AVAILABLE RECORDS:
________

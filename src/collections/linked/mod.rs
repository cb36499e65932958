//! Linked collection types. Currently just [`OrderedSequence`], a singly linked list with a cached
//! tail.

pub mod sequence;

#[doc(inline)]
pub use sequence::OrderedSequence;
#[doc(inline)]
pub use sequence::{CapacityOverflow, IndexOrCapOverflow, IndexOutOfBounds};
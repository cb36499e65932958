//! General-purpose collection types.
//!
//! # Purpose
//! These types exist to learn about the data structures themselves, but also about pointers,
//! ownership and iterators.

#[cfg(feature = "linked")]
pub mod linked;
#[cfg(feature = "traits")]
pub mod traits;
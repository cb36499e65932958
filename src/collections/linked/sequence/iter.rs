use std::fmt::{self, Debug, Formatter};
use std::iter::FusedIterator;
use std::marker::PhantomData;

use SeqState::*;

use super::{OrderedSequence, SeqContents, SeqState};

pub struct IntoIter<T> {
    // There is no point rewriting all of this when the iterator can just hold the sequence and
    // call pop_front.
    pub(crate) seq: OrderedSequence<T>,
}

impl<T> Iterator for IntoIter<T> {
    type Item = T;

    fn next(&mut self) -> Option<Self::Item> {
        self.seq.pop_front()
    }

    fn size_hint(&self) -> (usize, Option<usize>) {
        (self.len(), Some(self.len()))
    }
}

impl<T> FusedIterator for IntoIter<T> {}

impl<T> ExactSizeIterator for IntoIter<T> {
    fn len(&self) -> usize {
        self.seq.len()
    }
}

impl<T: Debug> Debug for IntoIter<T> {
    fn fmt(&self, f: &mut Formatter<'_>) -> fmt::Result {
        f.debug_tuple("IntoIter").field(&self.seq).finish()
    }
}

impl<'a, T> IntoIterator for &'a mut OrderedSequence<T> {
    type Item = &'a mut T;

    type IntoIter = IterMut<'a, T>;

    fn into_iter(self) -> Self::IntoIter {
        IterMut {
            state: self.state,
            _phantom: PhantomData,
        }
    }
}

pub struct IterMut<'a, T> {
    // A shallow copy of the sequence's state. The nodes are never modified through it, len just
    // tracks the number of items left to yield.
    pub(crate) state: SeqState<T>,
    pub(crate) _phantom: PhantomData<&'a mut T>,
}

impl<'a, T> Iterator for IterMut<'a, T> {
    type Item = &'a mut T;

    fn next(&mut self) -> Option<Self::Item> {
        match &mut self.state {
            Empty => None,
            Full(SeqContents { len, head, .. }) => {
                let value = head.value_mut();

                match len.decrement() {
                    Some(new_len) => {
                        // SAFETY: More than one item was left, so the current node has a
                        // successor.
                        *head = unsafe { head.next().unwrap_unchecked() };
                        *len = new_len;
                    },
                    None => self.state = Empty,
                }

                Some(value)
            },
        }
    }

    fn size_hint(&self) -> (usize, Option<usize>) {
        (self.len(), Some(self.len()))
    }
}

impl<'a, T> FusedIterator for IterMut<'a, T> {}

impl<'a, T> ExactSizeIterator for IterMut<'a, T> {
    fn len(&self) -> usize {
        self.state.len()
    }
}

impl<'a, T> IntoIterator for &'a OrderedSequence<T> {
    type Item = &'a T;

    type IntoIter = Iter<'a, T>;

    fn into_iter(self) -> Self::IntoIter {
        Iter {
            state: self.state,
            _phantom: PhantomData,
        }
    }
}

pub struct Iter<'a, T> {
    pub(crate) state: SeqState<T>,
    pub(crate) _phantom: PhantomData<&'a T>,
}

impl<'a, T> Iterator for Iter<'a, T> {
    type Item = &'a T;

    fn next(&mut self) -> Option<Self::Item> {
        match &mut self.state {
            Empty => None,
            Full(SeqContents { len, head, .. }) => {
                let value = head.value();

                match len.decrement() {
                    Some(new_len) => {
                        // SAFETY: More than one item was left, so the current node has a
                        // successor.
                        *head = unsafe { head.next().unwrap_unchecked() };
                        *len = new_len;
                    },
                    None => self.state = Empty,
                }

                Some(value)
            },
        }
    }

    fn size_hint(&self) -> (usize, Option<usize>) {
        (self.len(), Some(self.len()))
    }
}

impl<'a, T> FusedIterator for Iter<'a, T> {}

impl<'a, T> ExactSizeIterator for Iter<'a, T> {
    fn len(&self) -> usize {
        self.state.len()
    }
}

impl<'a, T> Clone for Iter<'a, T> {
    fn clone(&self) -> Self {
        Iter {
            state: self.state,
            _phantom: PhantomData,
        }
    }
}

impl<'a, T: Debug> Debug for Iter<'a, T> {
    fn fmt(&self, f: &mut Formatter<'_>) -> fmt::Result {
        f.debug_list().entries(self.clone()).finish()
    }
}
//! Test helpers for observing when values are dropped.
#![allow(unused)]

use std::cell::Cell;
use std::rc::Rc;

/// A value that increments a shared counter when dropped. Clones share the counter, so a single
/// counter can track every element handed to a collection.
#[derive(Debug, Clone)]
pub struct CountedDrop {
    pub id: usize,
    drops: Rc<Cell<usize>>,
}

impl CountedDrop {
    /// Creates a new counter, starting at zero drops.
    pub fn counter() -> Rc<Cell<usize>> {
        Rc::new(Cell::new(0))
    }

    /// Creates a value which reports its drop to `drops`.
    pub fn new(id: usize, drops: &Rc<Cell<usize>>) -> CountedDrop {
        CountedDrop {
            id,
            drops: Rc::clone(drops),
        }
    }
}

impl PartialEq for CountedDrop {
    fn eq(&self, other: &Self) -> bool {
        self.id == other.id
    }
}

impl Drop for CountedDrop {
    fn drop(&mut self) {
        self.drops.set(self.drops.get() + 1);
    }
}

________

YOUR OBJECTIVE:
Your answer must consist of every line from the listing that holds the string "counter".

RESULT OF THIS EXERCISE:
/// A value that increments a shared counter when dropped. Clones share the counter, so a single
/// counter can track every element handed to a collection.
    /// Creates a new counter, starting at zero drops.
    pub fn counter() -> Rc<Cell<usize>> {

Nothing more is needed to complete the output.